Durante décadas los ciudadanos de estos países y sus gobiernos, han difundido una teología en la que los chivos expiatorios son creados de acuerdo con sus creencias, su orden ideal o su forma de vida. Y acusan siempre el mal por fuera de ellos. Bastaría recordar el conjunto de metáforas en los discursos de la guerra fría o en la informática de la guerra en el golfo Pérsico. Bush cree y hace creer en el otro un poder maléfico, un desorden moral que le ayuda a justificar el derecho a corregirlo. El mal se proyecta hacia el exterior, hacia algunos agentes de "contaminación". Con lo que ha sucedido en Nueva York y Londres, el envolvente tejido protector se ha deshecho. El extraño está por dentro.

Esto último augura para las tradiciones de la democracia en Occidente, separadas por la leyenda del progreso y la racionalidad, un retorno al absurdo. Tampoco la modernidad, la tecnología y la aparatosa seguridad militar son signos de tranquilidad. Quede claro que los suicidas hacen uso de los propios medios del bienestar hasta convertirlos en bombas infernales.

Conrad nos enseña que la modernidad racional no canceló el mal, por el contrario, lo exacerbó. La secuencia de imágenes en El agente secreto van abriendo un velo de ignorancia, la extravagante fusión entre los valores del guerrero con la exuberante metrópoli vuelve a su punto.

Una cultura pretenciosamente representada en la gran época de prosperidad y bienestar económico de ingleses y estadounidenses se ha ido al suelo. Hay que notar esa terrible alquimia. Una minoría puede amenazar la identidad por su propia existencia. Quienes llevaron a cabo el mega-atentado, estaban defendiendo para su propia confesión la conservación de su derecho a no ser pisoteados. Venganza, diente por diente. Pagando con la propia moneda del enemigo.

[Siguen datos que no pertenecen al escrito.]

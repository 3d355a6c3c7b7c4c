//! Authentication and profile API integration tests
//!
//! Tests marked `#[ignore]` need PostgreSQL (see `common::database`).

use axum::http::StatusCode;
use pretty_assertions::assert_eq;
use serial_test::serial;
use uuid::Uuid;

use crate::assert_error_response;
use crate::common::{create_test_server, create_test_user, generate_test_token, TestDatabase};

#[tokio::test]
async fn test_register_without_database_is_unavailable() {
    let server = create_test_server(None);

    let response = server
        .post("/api/auth/register")
        .json(&serde_json::json!({
            "email": "dev@example.com",
            "username": "dev",
            "password": "password123"
        }))
        .await;

    assert_error_response!(response, StatusCode::SERVICE_UNAVAILABLE);
}

#[tokio::test]
async fn test_register_validates_before_touching_database() {
    let server = create_test_server(None);

    let response = server
        .post("/api/auth/register")
        .json(&serde_json::json!({
            "email": "not-an-email",
            "username": "dev",
            "password": "password123"
        }))
        .await;

    assert_error_response!(response, StatusCode::BAD_REQUEST);
}

#[tokio::test]
async fn test_protected_routes_require_token() {
    let server = create_test_server(None);

    assert_error_response!(server.get("/api/auth/me").await, StatusCode::UNAUTHORIZED);
    assert_error_response!(
        server
            .put("/api/profiles/me")
            .json(&serde_json::json!({ "bio": "hi" }))
            .await,
        StatusCode::UNAUTHORIZED
    );
    assert_error_response!(server.delete("/api/profiles/me").await, StatusCode::UNAUTHORIZED);
}

#[tokio::test]
async fn test_bad_token_is_rejected() {
    let server = create_test_server(None);

    let response = server
        .get("/api/auth/me")
        .authorization_bearer("not.a.jwt")
        .await;

    assert_error_response!(response, StatusCode::UNAUTHORIZED);
}

#[tokio::test]
async fn test_valid_token_reaches_handler() {
    let server = create_test_server(None);
    let token = generate_test_token(Uuid::new_v4(), "ghost@example.com");

    // Past the middleware, the handler needs the database
    let response = server.get("/api/auth/me").authorization_bearer(token).await;
    assert_error_response!(response, StatusCode::SERVICE_UNAVAILABLE);
}

#[tokio::test]
#[ignore = "requires DATABASE_URL"]
#[serial]
async fn test_register_login_me() {
    let db = TestDatabase::new().await;
    let server = create_test_server(Some(db.pool().clone()));

    let response = server
        .post("/api/auth/register")
        .json(&serde_json::json!({
            "email": "ana@example.com",
            "username": "ana",
            "password": "password123"
        }))
        .await;
    assert_eq!(response.status_code(), StatusCode::CREATED);
    let body: serde_json::Value = response.json();
    assert!(body["token"].is_string());
    assert!(body["user"].get("password_hash").is_none());

    for identifier in ["ana", "ana@example.com"] {
        let response = server
            .post("/api/auth/login")
            .json(&serde_json::json!({ "username": identifier, "password": "password123" }))
            .await;
        assert_eq!(response.status_code(), StatusCode::OK);
    }

    let login: serde_json::Value = server
        .post("/api/auth/login")
        .json(&serde_json::json!({ "username": "ana", "password": "password123" }))
        .await
        .json();
    let token = login["token"].as_str().unwrap().to_string();

    let me = server.get("/api/auth/me").authorization_bearer(token).await;
    assert_eq!(me.status_code(), StatusCode::OK);
    let me: serde_json::Value = me.json();
    assert_eq!(me["email"], "ana@example.com");
    assert_eq!(me["username"], "ana");
}

#[tokio::test]
#[ignore = "requires DATABASE_URL"]
#[serial]
async fn test_duplicate_registration_conflicts() {
    let db = TestDatabase::new().await;
    let server = create_test_server(Some(db.pool().clone()));
    create_test_user(db.pool(), "ana", "ana@example.com", "password123")
        .await
        .unwrap();

    let response = server
        .post("/api/auth/register")
        .json(&serde_json::json!({
            "email": "ana@example.com",
            "username": "ana2",
            "password": "password123"
        }))
        .await;

    assert_error_response!(response, StatusCode::CONFLICT);
}

#[tokio::test]
#[ignore = "requires DATABASE_URL"]
#[serial]
async fn test_login_wrong_password() {
    let db = TestDatabase::new().await;
    let server = create_test_server(Some(db.pool().clone()));
    create_test_user(db.pool(), "ana", "ana@example.com", "password123")
        .await
        .unwrap();

    let response = server
        .post("/api/auth/login")
        .json(&serde_json::json!({ "username": "ana", "password": "wrong-password" }))
        .await;

    assert_error_response!(response, StatusCode::UNAUTHORIZED);
}

#[tokio::test]
#[ignore = "requires DATABASE_URL"]
#[serial]
async fn test_profile_update_and_search() {
    let db = TestDatabase::new().await;
    let server = create_test_server(Some(db.pool().clone()));
    let user = create_test_user(db.pool(), "ana", "ana@example.com", "password123")
        .await
        .unwrap();
    create_test_user(db.pool(), "bo", "bo@example.com", "password123")
        .await
        .unwrap();

    let response = server
        .put("/api/profiles/me")
        .authorization_bearer(&user.token)
        .json(&serde_json::json!({ "skills": "rust,sql", "location": "Berlin" }))
        .await;
    assert_eq!(response.status_code(), StatusCode::OK);

    let found: Vec<serde_json::Value> = server
        .get("/api/profiles")
        .add_query_param("skill", "rust")
        .await
        .json();
    assert_eq!(found.len(), 1);
    assert_eq!(found[0]["username"], "ana");
    assert!(found[0].get("email").is_none());

    let profile = server.get(&format!("/api/profiles/{}", user.id)).await;
    assert_eq!(profile.status_code(), StatusCode::OK);

    let missing = server.get(&format!("/api/profiles/{}", Uuid::new_v4())).await;
    assert_error_response!(missing, StatusCode::NOT_FOUND);

    let deleted = server
        .delete("/api/profiles/me")
        .authorization_bearer(&user.token)
        .await;
    assert_eq!(deleted.status_code(), StatusCode::NO_CONTENT);
}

Una pregunta trascendental después del 11 de septiembre era ¿cómo reducir o eliminar el impacto que tendrá la cadena de violencias categóricas? La tradición inglesa tiene filósofos como John Locke o David Hume, que responden a este interrogante, argumentando que una sociedad bien ordenada y democrática alcanzaría esta meta porque, por naturaleza, es menos violenta y más tolerante. No declara la guerra y supuestamente, no sufre guerras civiles.

¿Cierto definitivamente hasta ayer?. No, la verdad, sabemos que el espíritu violento aparece con traje angelical. Mas allá del pacto mutuo entre Bush y Tony Blair después del 11 de septiembre, adviene una inflexible y despiadada lucha contra el mal.

Bajo las estaciones de Londres el presagio del porvenir nos revela que los nuevos tiempos llevarán el sello distintivo de la incertidumbre.